Exercise objective: Below are the entries. Transcribe exactly the lines from the one with "Claim value, e.g." through the one with "per login record.", ends included, and leave out all others.

Stored items:

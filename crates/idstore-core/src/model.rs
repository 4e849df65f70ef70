//! Identity records persisted by the storage backends.
//!
//! All records are plain data. The host framework constructs them fully
//! formed and the stores persist them verbatim; no normalization or
//! validation beyond id handling happens here.

use serde::{Deserialize, Serialize};
use time::OffsetDateTime;

/// A user account record.
///
/// `id` is immutable after creation. `normalized_user_name` and
/// `normalized_email` drive case-insensitive lookup and must be kept in
/// sync with their display counterparts by the caller.
/// `concurrency_stamp` is an opaque token reassigned on every full-record
/// update; a stale stamp on update is rejected as a conflict.
#[derive(Debug, Clone, PartialEq, Serialize, Deserialize)]
pub struct User {
    /// Unique identifier, canonical string form.
    pub id: String,
    /// Display user name.
    pub user_name: String,
    /// Canonicalized user name used for case-insensitive lookup.
    pub normalized_user_name: String,
    /// Email address, if any.
    pub email: Option<String>,
    /// Canonicalized email used for case-insensitive lookup.
    pub normalized_email: Option<String>,
    /// Whether the email address has been confirmed.
    pub email_confirmed: bool,
    /// Password hash as produced by the host's hasher.
    pub password_hash: Option<String>,
    /// Host-managed security stamp.
    pub security_stamp: Option<String>,
    /// Opaque optimistic-concurrency token.
    pub concurrency_stamp: String,
    /// Phone number, if any.
    pub phone_number: Option<String>,
    /// Whether the phone number has been confirmed.
    pub phone_number_confirmed: bool,
    /// Whether two-factor authentication is enabled.
    pub two_factor_enabled: bool,
    /// End of the current lockout window; a past or absent value means
    /// not locked out.
    #[serde(with = "time::serde::rfc3339::option")]
    pub lockout_end: Option<OffsetDateTime>,
    /// Whether this account can be locked out at all.
    pub lockout_enabled: bool,
    /// Consecutive failed access attempts since the last reset.
    pub access_failed_count: i32,
}

impl User {
    /// Creates a user with the given identity fields and defaults for
    /// everything else. A fresh concurrency stamp is assigned.
    #[must_use]
    pub fn new(
        id: impl Into<String>,
        user_name: impl Into<String>,
        normalized_user_name: impl Into<String>,
    ) -> Self {
        Self {
            id: id.into(),
            user_name: user_name.into(),
            normalized_user_name: normalized_user_name.into(),
            email: None,
            normalized_email: None,
            email_confirmed: false,
            password_hash: None,
            security_stamp: None,
            concurrency_stamp: crate::id::new_concurrency_stamp(),
            phone_number: None,
            phone_number_confirmed: false,
            two_factor_enabled: false,
            lockout_end: None,
            lockout_enabled: false,
            access_failed_count: 0,
        }
    }

    /// Sets the email and its normalized form.
    #[must_use]
    pub fn with_email(mut self, email: impl Into<String>, normalized: impl Into<String>) -> Self {
        self.email = Some(email.into());
        self.normalized_email = Some(normalized.into());
        self
    }

    /// Sets the password hash.
    #[must_use]
    pub fn with_password_hash(mut self, hash: impl Into<String>) -> Self {
        self.password_hash = Some(hash.into());
        self
    }
}

/// A role record.
#[derive(Debug, Clone, PartialEq, Serialize, Deserialize)]
pub struct Role {
    /// Unique identifier, canonical string form.
    pub id: String,
    /// Display role name.
    pub name: String,
    /// Canonicalized role name used for lookup.
    pub normalized_name: String,
    /// Opaque optimistic-concurrency token.
    pub concurrency_stamp: String,
}

impl Role {
    /// Creates a role with a fresh concurrency stamp.
    #[must_use]
    pub fn new(
        id: impl Into<String>,
        name: impl Into<String>,
        normalized_name: impl Into<String>,
    ) -> Self {
        Self {
            id: id.into(),
            name: name.into(),
            normalized_name: normalized_name.into(),
            concurrency_stamp: crate::id::new_concurrency_stamp(),
        }
    }
}

/// A typed key/value attribute attached to a user or a role.
///
/// (type, value) pairs are not required to be unique; removal matches on
/// owning id plus the exact pair.
#[derive(Debug, Clone, PartialEq, Eq, Serialize, Deserialize)]
pub struct Claim {
    /// Claim type, e.g. `"dept"`.
    pub claim_type: String,
    /// Claim value, e.g. `"eng"`.
    pub claim_value: String,
}

impl Claim {
    /// Creates a claim.
    #[must_use]
    pub fn new(claim_type: impl Into<String>, claim_value: impl Into<String>) -> Self {
        Self {
            claim_type: claim_type.into(),
            claim_value: claim_value.into(),
        }
    }
}

/// An external-identity-provider correlation record.
///
/// (provider, provider key) is the primary external-identity lookup key
/// and is unique per login record.
#[derive(Debug, Clone, PartialEq, Eq, Serialize, Deserialize)]
pub struct Login {
    /// Provider name, e.g. `"google"`.
    pub login_provider: String,
    /// Provider-issued key for the user.
    pub provider_key: String,
    /// Human-readable provider display name.
    pub display_name: String,
}

impl Login {
    /// Creates a login record.
    #[must_use]
    pub fn new(
        login_provider: impl Into<String>,
        provider_key: impl Into<String>,
        display_name: impl Into<String>,
    ) -> Self {
        Self {
            login_provider: login_provider.into(),
            provider_key: provider_key.into(),
            display_name: display_name.into(),
        }
    }
}

#[cfg(test)]
mod tests {
    use super::*;

    #[test]
    fn test_new_user_defaults() {
        let user = User::new("u1", "Bob", "BOB");
        assert_eq!(user.id, "u1");
        assert_eq!(user.user_name, "Bob");
        assert_eq!(user.normalized_user_name, "BOB");
        assert!(user.email.is_none());
        assert!(!user.email_confirmed);
        assert!(user.lockout_end.is_none());
        assert_eq!(user.access_failed_count, 0);
        assert!(!user.concurrency_stamp.is_empty());
    }

    #[test]
    fn test_user_builder() {
        let user = User::new("u1", "Bob", "BOB")
            .with_email("Bob@Example.com", "BOB@EXAMPLE.COM")
            .with_password_hash("hash");
        assert_eq!(user.email.as_deref(), Some("Bob@Example.com"));
        assert_eq!(user.normalized_email.as_deref(), Some("BOB@EXAMPLE.COM"));
        assert_eq!(user.password_hash.as_deref(), Some("hash"));
    }

    #[test]
    fn test_fresh_stamps_differ() {
        let a = User::new("u1", "a", "A");
        let b = User::new("u2", "b", "B");
        assert_ne!(a.concurrency_stamp, b.concurrency_stamp);
    }

    #[test]
    fn test_lockout_end_round_trips_as_rfc3339() {
        let mut user = User::new("u1", "Bob", "BOB");
        user.lockout_end = Some(time::macros::datetime!(2030-01-02 03:04:05 UTC));

        let json = serde_json::to_string(&user).expect("serialize");
        assert!(json.contains("2030-01-02T03:04:05Z"));

        let back: User = serde_json::from_str(&json).expect("deserialize");
        assert_eq!(back.lockout_end, user.lockout_end);
    }
}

Result of the task:
    /// Claim value, e.g. `"eng"`.
    pub claim_value: String,
}

impl Claim {
    /// Creates a claim.
    #[must_use]
    pub fn new(claim_type: impl Into<String>, claim_value: impl Into<String>) -> Self {
        Self {
            claim_type: claim_type.into(),
            claim_value: claim_value.into(),
        }
    }
}

/// An external-identity-provider correlation record.
///
/// (provider, provider key) is the primary external-identity lookup key
/// and is unique per login record.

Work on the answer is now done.